# Stimulus $1200.00



## ldwand (Nov 9, 2014)

Need some info on the 1200.00 dollar stimulus we were suppose to get. Have any of you on this forum gotten the stimulus?
I have not received mine, as far as I know I qualify, but every time i go to the website to inquire of my stimulus, the website will not recognize my Philippine address. I tried imputing it a dozen different ways, no luck at all.
Tried calling my accountant firm but they are no help at all, big surprise there.
Tried calling IRS but they always refer me to there website, go figure!
Thanks


----------



## greenstreak1946 (May 28, 2017)

hey Idwand,

I got my stimulus check over a month ago in the mail. What last address do you have on file with the IRS for tax filing. That is the address they use on file to send check to. You can file address electronically for taxes and add bank account. My daughter did that and her money was deposited into her bank account. 

Art


----------



## ldwand (Nov 9, 2014)

*Stimulus*

Hi, thanks for responding. I have the same address as my 2018 filing and I have been e-filing with direct deposit for years, same bank account in all that time also, guess I will just have to keep trying to get someone at the IRS to care enough to resolve this issue.

Thanks


----------



## greenstreak1946 (May 28, 2017)

Well, I know my daughter had to go to a website for the government and fill out some info and add her bank account. I have no ideal what site that was at. then she had her stimulus money in about 3 weeks deposited into her account. I didn't do that and they mailed my check to the address on my tax return. It took about 6 weeks to get mine. 

Good Luck

art


----------



## bidrod (Mar 31, 2015)

I am not due one since I file married and my spouse has an ITIN versus a SSAN.

Chuck


----------



## Hey_Joe (Sep 13, 2016)

ldwand said:


> the website will not recognize my Philippine address.

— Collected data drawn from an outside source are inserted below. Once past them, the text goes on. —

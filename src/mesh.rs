//! Triangulation of the dual graph into a biome-bucketed terrain mesh.

use std::collections::{BTreeMap, HashMap};

use glam::{DVec2, Vec3};
use thiserror::Error;
use tracing::{debug, info};

use crate::biome::Biome;
use crate::config::ScaleConfig;
use crate::graph::{CornerIndex, MapGraph};

#[derive(Debug, Error)]
pub enum MeshError {
    #[error("center '{center}' has biome '{biome}', which is not in the palette")]
    UnknownBiome { center: String, biome: String },
    #[error("too many vertices for 32-bit indices: {count}")]
    TooManyVertices { count: usize },
    #[error("{owner} scales to a position outside the 32-bit float range")]
    CoordinateOutOfRange { owner: String },
}

/// Shared vertex buffer plus one triangle list per biome.
#[derive(Debug, Clone, Default, PartialEq)]
pub struct TerrainMesh {
    vertices: Vec<Vec3>,
    buckets: BTreeMap<Biome, Vec<[u32; 3]>>,
}

impl TerrainMesh {
    pub fn vertices(&self) -> &[Vec3] {
        &self.vertices
    }

    /// Non-empty triangle lists in palette order.
    pub fn buckets(&self) -> impl Iterator<Item = (Biome, &[[u32; 3]])> {
        self.buckets
            .iter()
            .map(|(biome, triangles)| (*biome, triangles.as_slice()))
    }

    pub fn triangles(&self, biome: Biome) -> &[[u32; 3]] {
        self.buckets.get(&biome).map(Vec::as_slice).unwrap_or(&[])
    }

    pub fn used_biomes(&self) -> impl Iterator<Item = Biome> + '_ {
        self.buckets.keys().copied()
    }

    pub fn triangle_count(&self) -> usize {
        self.buckets.values().map(Vec::len).sum()
    }

    fn push_vertex(&mut self, position: Vec3) -> Result<u32, MeshError> {
        let index = u32::try_from(self.vertices.len()).map_err(|_| MeshError::TooManyVertices {
            count: self.vertices.len() + 1,
        })?;
        self.vertices.push(position);
        Ok(index)
    }

    fn push_triangle(&mut self, biome: Biome, triangle: [u32; 3]) {
        self.buckets.entry(biome).or_default().push(triangle);
    }
}

/// Builds the terrain mesh by fanning each center out to its edges.
///
/// Every center gets its own vertex plus private copies of its corners, so
/// neighbouring cells never share vertices. Triangles facing the edge from
/// `center0` are wound (corner1, corner0, center); from `center1` they are
/// wound (center, corner0, corner1). Edges missing a corner are skipped.
pub fn triangulate(graph: &MapGraph, scale: &ScaleConfig) -> Result<TerrainMesh, MeshError> {
    let mut mesh = TerrainMesh::default();
    let mut corner_vertices: HashMap<CornerIndex, u32> = HashMap::new();

    for (center_index, center) in graph.centers().iter().enumerate() {
        let biome: Biome = center.biome.parse().map_err(|_| MeshError::UnknownBiome {
            center: center.id.clone(),
            biome: center.biome.clone(),
        })?;

        let position = scaled(scale, center.position, center.elevation, || {
            format!("center '{}'", center.id)
        })?;
        let center_vertex = mesh.push_vertex(position)?;
        corner_vertices.clear();
        for &corner_index in &center.corners {
            corner_vertex(&mut mesh, &mut corner_vertices, graph, scale, corner_index)?;
        }

        let mut emitted = 0usize;
        for &edge_index in &center.edges {
            let edge = graph.edge(edge_index);
            let Some((corner0, corner1)) = edge.corners() else {
                continue;
            };
            let is_center0 = edge.center0 == Some(center_index);
            if !is_center0 && edge.center1 != Some(center_index) {
                continue;
            }

            let v0 = corner_vertex(&mut mesh, &mut corner_vertices, graph, scale, corner0)?;
            let v1 = corner_vertex(&mut mesh, &mut corner_vertices, graph, scale, corner1)?;
            let triangle = if is_center0 {
                [v1, v0, center_vertex]
            } else {
                [center_vertex, v0, v1]
            };
            mesh.push_triangle(biome, triangle);
            emitted += 1;
        }
        debug!(center = %center, %biome, triangles = emitted, "triangulated center");
    }

    info!(
        vertices = mesh.vertices.len(),
        triangles = mesh.triangle_count(),
        biomes = mesh.buckets.len(),
        "triangulated map"
    );
    Ok(mesh)
}

/// Vertex of `corner_index` private to the current center, created on first use.
fn corner_vertex(
    mesh: &mut TerrainMesh,
    corner_vertices: &mut HashMap<CornerIndex, u32>,
    graph: &MapGraph,
    scale: &ScaleConfig,
    corner_index: CornerIndex,
) -> Result<u32, MeshError> {
    if let Some(&vertex) = corner_vertices.get(&corner_index) {
        return Ok(vertex);
    }
    let corner = graph.corner(corner_index);
    let position = scaled(scale, corner.position, corner.elevation, || {
        format!("corner '{}'", corner.id)
    })?;
    let vertex = mesh.push_vertex(position)?;
    corner_vertices.insert(corner_index, vertex);
    Ok(vertex)
}

fn scaled(
    scale: &ScaleConfig,
    position: DVec2,
    elevation: f64,
    owner: impl FnOnce() -> String,
) -> Result<Vec3, MeshError> {
    let vertex = scale.apply(position, elevation);
    if vertex.is_finite() {
        Ok(vertex)
    } else {
        Err(MeshError::CoordinateOutOfRange { owner: owner() })
    }
}
use std::fmt;
use std::str::FromStr;

use serde::Serialize;
use thiserror::Error;

/// Terrain and feature classifications a mapgen2 center can carry.
///
/// Declaration order is palette order; it decides the order of materials and
/// primitives in the exported scene.
#[derive(Debug, Clone, Copy, PartialEq, Eq, PartialOrd, Ord, Hash, Serialize)]
#[serde(rename_all = "SCREAMING_SNAKE_CASE")]
pub enum Biome {
    // Features
    Ocean,
    Coast,
    Lakeshore,
    Lake,
    River,
    Marsh,
    Ice,
    Beach,
    Road1,
    Road2,
    Road3,
    Bridge,
    Lava,

    // Terrain
    Snow,
    Tundra,
    Bare,
    Scorched,
    Taiga,
    Shrubland,
    TemperateDesert,
    TemperateRainForest,
    TemperateDeciduousForest,
    Grassland,
    SubtropicalDesert,
    TropicalRainForest,
    TropicalSeasonalForest,
}

impl Biome {
    pub const ALL: [Biome; 26] = [
        Biome::Ocean,
        Biome::Coast,
        Biome::Lakeshore,
        Biome::Lake,
        Biome::River,
        Biome::Marsh,
        Biome::Ice,
        Biome::Beach,
        Biome::Road1,
        Biome::Road2,
        Biome::Road3,
        Biome::Bridge,
        Biome::Lava,
        Biome::Snow,
        Biome::Tundra,
        Biome::Bare,
        Biome::Scorched,
        Biome::Taiga,
        Biome::Shrubland,
        Biome::TemperateDesert,
        Biome::TemperateRainForest,
        Biome::TemperateDeciduousForest,
        Biome::Grassland,
        Biome::SubtropicalDesert,
        Biome::TropicalRainForest,
        Biome::TropicalSeasonalForest,
    ];

    /// Name as written in mapgen2 XML.
    pub fn name(self) -> &'static str {
        match self {
            Biome::Ocean => "OCEAN",
            Biome::Coast => "COAST",
            Biome::Lakeshore => "LAKESHORE",
            Biome::Lake => "LAKE",
            Biome::River => "RIVER",
            Biome::Marsh => "MARSH",
            Biome::Ice => "ICE",
            Biome::Beach => "BEACH",
            Biome::Road1 => "ROAD1",
            Biome::Road2 => "ROAD2",
            Biome::Road3 => "ROAD3",
            Biome::Bridge => "BRIDGE",
            Biome::Lava => "LAVA",
            Biome::Snow => "SNOW",
            Biome::Tundra => "TUNDRA",
            Biome::Bare => "BARE",
            Biome::Scorched => "SCORCHED",
            Biome::Taiga => "TAIGA",
            Biome::Shrubland => "SHRUBLAND",
            Biome::TemperateDesert => "TEMPERATE_DESERT",
            Biome::TemperateRainForest => "TEMPERATE_RAIN_FOREST",
            Biome::TemperateDeciduousForest => "TEMPERATE_DECIDUOUS_FOREST",
            Biome::Grassland => "GRASSLAND",
            Biome::SubtropicalDesert => "SUBTROPICAL_DESERT",
            Biome::TropicalRainForest => "TROPICAL_RAIN_FOREST",
            Biome::TropicalSeasonalForest => "TROPICAL_SEASONAL_FOREST",
        }
    }

    /// Packed 0xRRGGBB display color.
    pub fn packed_color(self) -> u32 {
        match self {
            Biome::Ocean => 0x44447a,
            Biome::Coast => 0x33335a,
            Biome::Lakeshore => 0x225588,
            Biome::Lake => 0x336699,
            Biome::River => 0x225588,
            Biome::Marsh => 0x2f6666,
            Biome::Ice => 0x99ffff,
            Biome::Beach => 0xa09077,
            Biome::Road1 => 0x442211,
            Biome::Road2 => 0x553322,
            Biome::Road3 => 0x664433,
            Biome::Bridge => 0x686860,
            Biome::Lava => 0xcc3333,
            Biome::Snow => 0xffffff,
            Biome::Tundra => 0xbbbbaa,
            Biome::Bare => 0x888888,
            Biome::Scorched => 0x555555,
            Biome::Taiga => 0x99aa77,
            Biome::Shrubland => 0x889977,
            Biome::TemperateDesert => 0xc9d29b,
            Biome::TemperateRainForest => 0x448855,
            Biome::TemperateDeciduousForest => 0x679459,
            Biome::Grassland => 0x88aa55,
            Biome::SubtropicalDesert => 0xd2b98b,
            Biome::TropicalRainForest => 0x337755,
            Biome::TropicalSeasonalForest => 0x559944,
        }
    }

    pub fn color(self) -> Rgb {
        Rgb::from_packed(self.packed_color())
    }
}

impl fmt::Display for Biome {
    fn fmt(&self, f: &mut fmt::Formatter<'_>) -> fmt::Result {
        f.write_str(self.name())
    }
}

#[derive(Debug, Clone, PartialEq, Eq, Error)]
#[error("biome '{0}' is not in the palette")]
pub struct UnknownBiomeName(pub String);

impl FromStr for Biome {
    type Err = UnknownBiomeName;

    fn from_str(s: &str) -> Result<Self, Self::Err> {
        Biome::ALL
            .iter()
            .copied()
            .find(|biome| biome.name() == s)
            .ok_or_else(|| UnknownBiomeName(s.to_string()))
    }
}

/// Normalized color, each channel in `[0.0, 1.0]`.
#[derive(Debug, Clone, Copy, PartialEq, Serialize)]
pub struct Rgb {
    pub r: f32,
    pub g: f32,
    pub b: f32,
}

impl Rgb {
    pub fn from_packed(packed: u32) -> Self {
        let channel = |shift: u32| ((packed >> shift) & 0xff) as f32 / 255.0;
        Self {
            r: channel(16),
            g: channel(8),
            b: channel(0),
        }
    }

    pub fn to_array(self) -> [f32; 3] {
        [self.r, self.g, self.b]
    }
}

Try using this Proxy Server to connect to the IRS from your PI - IP Address. No need to download anything. Select USA as the random server. 

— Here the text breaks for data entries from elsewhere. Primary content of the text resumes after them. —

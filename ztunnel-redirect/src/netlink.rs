//! TC control over a blocking rtnetlink socket.
//!
//! Sessions are bound to the network namespace of the thread that opened
//! them, so namespace switching has to happen before `session()` is called.

use std::io;
use std::os::fd::RawFd;

use netlink_packet_core::{
    NetlinkHeader, NetlinkMessage, NetlinkPayload, NLM_F_ACK, NLM_F_CREATE, NLM_F_DUMP, NLM_F_EXCL,
    NLM_F_REQUEST,
};
use netlink_packet_route::tc::{TcAttribute, TcHandle, TcMessage, TcOption};
use netlink_packet_route::RouteNetlinkMessage;
use netlink_packet_utils::nla::{DefaultNla, Nla, NlasIterator, NLA_TYPE_MASK};
use netlink_sys::{protocols::NETLINK_ROUTE, Socket, SocketAddr};
use tracing::trace;

use crate::error::RedirectError;
use crate::netns::{NetnsDir, NetnsExec};
use crate::tc::{BpfFilter, Direction, TcBackend, TcFilter, TcSession, FILTER_KIND, QDISC_KIND};

// TC_H_MAKE(TC_H_CLSACT, 0) and TC_H_CLSACT.
const CLSACT_HANDLE: u32 = 0xffff_0000;
const CLSACT_PARENT: u32 = 0xffff_fff1;
// TC_H_MAKE(TC_H_CLSACT, TC_H_MIN_INGRESS / TC_H_MIN_EGRESS).
const INGRESS_PARENT: u32 = 0xffff_fff2;
const EGRESS_PARENT: u32 = 0xffff_fff3;

// linux/rtnetlink.h
const TCA_OPTIONS: u16 = 2;
// linux/pkt_cls.h
const TCA_BPF_FD: u16 = 6;
const TCA_BPF_NAME: u16 = 7;
const TCA_BPF_FLAGS: u16 = 8;
const TCA_BPF_FLAG_ACT_DIRECT: u32 = 1 << 0;

fn filter_parent(direction: Direction) -> TcHandle {
    match direction {
        Direction::Ingress => TcHandle::from(INGRESS_PARENT),
        Direction::Egress => TcHandle::from(EGRESS_PARENT),
    }
}

/// The host's TC subsystem and named namespaces.
#[derive(Clone, Debug, Default)]
pub struct LinuxKernel {
    netns: NetnsDir,
}

impl LinuxKernel {
    pub fn new(netns: NetnsDir) -> Self {
        Self { netns }
    }
}

impl TcBackend for LinuxKernel {
    type Session = NetlinkSession;

    fn session(&self) -> io::Result<NetlinkSession> {
        NetlinkSession::open()
    }
}

impl NetnsExec for LinuxKernel {
    fn with_netns<R, F>(&self, namespace: &str, f: F) -> Result<R, RedirectError>
    where
        F: FnOnce() -> Result<R, RedirectError>,
    {
        self.netns.with_netns(namespace, f)
    }
}

pub struct NetlinkSession {
    socket: Socket,
    sequence: u32,
}

impl NetlinkSession {
    pub fn open() -> io::Result<Self> {
        let mut socket = Socket::new(NETLINK_ROUTE)?;
        socket.bind_auto()?;
        socket.connect(&SocketAddr::new(0, 0))?;
        Ok(Self { socket, sequence: 0 })
    }

    fn send(&mut self, message: RouteNetlinkMessage, flags: u16) -> io::Result<u32> {
        self.sequence = self.sequence.wrapping_add(1);
        let mut header = NetlinkHeader::default();
        header.flags = flags;
        header.sequence_number = self.sequence;

        let mut packet = NetlinkMessage::new(header, NetlinkPayload::InnerMessage(message));
        packet.finalize();
        let mut buf = vec![0u8; packet.buffer_len()];
        packet.serialize(&mut buf);

        trace!(sequence = self.sequence, len = buf.len(), "netlink request");
        self.socket.send(&buf, 0)?;
        Ok(self.sequence)
    }

    /// Sends a request that only expects an acknowledgement.
    fn request(&mut self, message: RouteNetlinkMessage, flags: u16) -> io::Result<()> {
        let sequence = self.send(message, flags | NLM_F_REQUEST | NLM_F_ACK)?;
        let mut done = false;
        while !done {
            self.receive(sequence, |payload| match payload {
                NetlinkPayload::Error(err) => {
                    done = true;
                    match err.code {
                        None => Ok(()),
                        Some(code) => Err(io::Error::from_raw_os_error(-code.get())),
                    }
                }
                _ => Ok(()),
            })?;
        }
        Ok(())
    }

    /// Sends a dump request and collects the replies until `NLMSG_DONE`.
    fn dump(&mut self, message: RouteNetlinkMessage) -> io::Result<Vec<RouteNetlinkMessage>> {
        let sequence = self.send(message, NLM_F_REQUEST | NLM_F_DUMP)?;
        let mut out = Vec::new();
        let mut done = false;
        while !done {
            self.receive(sequence, |payload| match payload {
                NetlinkPayload::InnerMessage(msg) => {
                    out.push(msg);
                    Ok(())
                }
                NetlinkPayload::Done(_) => {
                    done = true;
                    Ok(())
                }
                NetlinkPayload::Error(err) => {
                    done = true;
                    match err.code {
                        None => Ok(()),
                        Some(code) => Err(io::Error::from_raw_os_error(-code.get())),
                    }
                }
                _ => Ok(()),
            })?;
        }
        Ok(out)
    }

    /// Reads one datagram and hands every message of `sequence` in it to
    /// `handle`.
    fn receive<F>(&mut self, sequence: u32, mut handle: F) -> io::Result<()>
    where
        F: FnMut(NetlinkPayload<RouteNetlinkMessage>) -> io::Result<()>,
    {
        let (buf, _) = self.socket.recv_from_full()?;
        let mut offset = 0;
        while offset < buf.len() {
            let msg = NetlinkMessage::<RouteNetlinkMessage>::deserialize(&buf[offset..])
                .map_err(|e| io::Error::new(io::ErrorKind::InvalidData, e.to_string()))?;
            let len = msg.header.length as usize;
            if len == 0 {
                break;
            }
            offset += (len + 3) & !3;

            if msg.header.sequence_number != sequence {
                trace!(expected = sequence, got = msg.header.sequence_number, "skipping stale reply");
                continue;
            }
            handle(msg.payload)?;
        }
        Ok(())
    }
}

fn qdisc_message(ifindex: u32) -> TcMessage {
    let mut msg = TcMessage::with_index(ifindex as i32);
    msg.header.parent = TcHandle::from(CLSACT_PARENT);
    msg.header.handle = TcHandle::from(CLSACT_HANDLE);
    msg.attributes.push(TcAttribute::Kind(QDISC_KIND.to_string()));
    msg
}

fn bpf_options(fd: RawFd, name: &str) -> Vec<TcOption> {
    let mut name_bytes = name.as_bytes().to_vec();
    name_bytes.push(0);
    vec![
        TcOption::Other(DefaultNla::new(TCA_BPF_FD, (fd as u32).to_ne_bytes().to_vec())),
        TcOption::Other(DefaultNla::new(TCA_BPF_NAME, name_bytes)),
        TcOption::Other(DefaultNla::new(
            TCA_BPF_FLAGS,
            TCA_BPF_FLAG_ACT_DIRECT.to_ne_bytes().to_vec(),
        )),
    ]
}

/// Reads `TCA_BPF_NAME` out of a filter's options.
///
/// Filters built locally carry the bpf attributes directly. Kernel dumps of
/// `bpf` filters come back as a single unparsed `TCA_OPTIONS` nest.
fn bpf_name(options: &[TcOption]) -> Option<String> {
    options.iter().find_map(|opt| match opt {
        TcOption::Other(nla) => {
            let mut value = vec![0u8; nla.value_len()];
            nla.emit_value(&mut value);
            match nla.kind() & NLA_TYPE_MASK {
                TCA_BPF_NAME => Some(nul_terminated(&value)),
                TCA_OPTIONS => nested_bpf_name(&value),
                _ => None,
            }
        }
        _ => None,
    })
}

fn nested_bpf_name(nest: &[u8]) -> Option<String> {
    NlasIterator::new(nest)
        .filter_map(Result::ok)
        .find(|nla| nla.kind() == TCA_BPF_NAME)
        .map(|nla| nul_terminated(nla.value()))
}

fn nul_terminated(value: &[u8]) -> String {
    let end = value.iter().position(|b| *b == 0).unwrap_or(value.len());
    String::from_utf8_lossy(&value[..end]).into_owned()
}

fn parse_filter(direction: Direction, msg: TcMessage) -> TcFilter {
    let mut kind = String::new();
    let mut name = None;
    for attr in &msg.attributes {
        match attr {
            TcAttribute::Kind(k) => kind = k.clone(),
            TcAttribute::Options(options) => name = bpf_name(options),
            _ => {}
        }
    }
    TcFilter {
        ifindex: msg.header.index as u32,
        direction,
        handle: u32::from(msg.header.handle),
        info: msg.header.info,
        kind,
        bpf_name: name,
    }
}

impl TcSession for NetlinkSession {
    fn add_clsact_qdisc(&mut self, ifindex: u32) -> io::Result<()> {
        self.request(
            RouteNetlinkMessage::NewQueueDiscipline(qdisc_message(ifindex)),
            NLM_F_CREATE | NLM_F_EXCL,
        )
    }

    fn del_clsact_qdisc(&mut self, ifindex: u32) -> io::Result<()> {
        self.request(RouteNetlinkMessage::DelQueueDiscipline(qdisc_message(ifindex)), 0)
    }

    fn add_bpf_filter(&mut self, filter: &BpfFilter) -> io::Result<()> {
        let mut msg = TcMessage::with_index(filter.ifindex as i32);
        msg.header.parent = filter_parent(filter.direction);
        msg.header.handle = TcHandle::from(filter.handle);
        msg.header.info = filter.info();
        msg.attributes.push(TcAttribute::Kind(FILTER_KIND.to_string()));
        msg.attributes
            .push(TcAttribute::Options(bpf_options(filter.fd, &filter.name)));

        self.request(
            RouteNetlinkMessage::NewTrafficFilter(msg),
            NLM_F_CREATE | NLM_F_EXCL,
        )
    }

    fn filters(&mut self, ifindex: u32, direction: Direction) -> io::Result<Vec<TcFilter>> {
        let mut msg = TcMessage::with_index(ifindex as i32);
        msg.header.parent = filter_parent(direction);

        let replies = self.dump(RouteNetlinkMessage::GetTrafficFilter(msg))?;
        Ok(replies
            .into_iter()
            .filter_map(|reply| match reply {
                RouteNetlinkMessage::NewTrafficFilter(msg) => Some(parse_filter(direction, msg)),
                _ => None,
            })
            .collect())
    }

    fn del_filter(&mut self, filter: &TcFilter) -> io::Result<()> {
        let mut msg = TcMessage::with_index(filter.ifindex as i32);
        msg.header.parent = filter_parent(filter.direction);
        msg.header.handle = TcHandle::from(filter.handle);
        msg.header.info = filter.info;
        msg.attributes.push(TcAttribute::Kind(filter.kind.clone()));

        self.request(RouteNetlinkMessage::DelTrafficFilter(msg), 0)
    }
}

https://www.hidemyass.com/en-us/proxy


----------



## fmartin_gila (May 15, 2011)

Mine was received at my mail forwarder on 05/19/20. Should actually get it in a few days as it is in transit now along with some other mail. It is made out to both of us as we file jointly and use an address in Houston, Tx. Hopefully when it gets here, I can deposit it in my Dollar account a PBI. My Asawa has a SSN from when we lived in Az.

Fred


----------



## M.C.A. (Feb 24, 2013)

Idwand, we received our Stimulus money but I do remember reading that this can take until the end of December for some to receive. I file my income taxes every year though I don't have to and I use Turbo Tax and electronic refund and I got my Stimulus money sent directly to my bank account in the US.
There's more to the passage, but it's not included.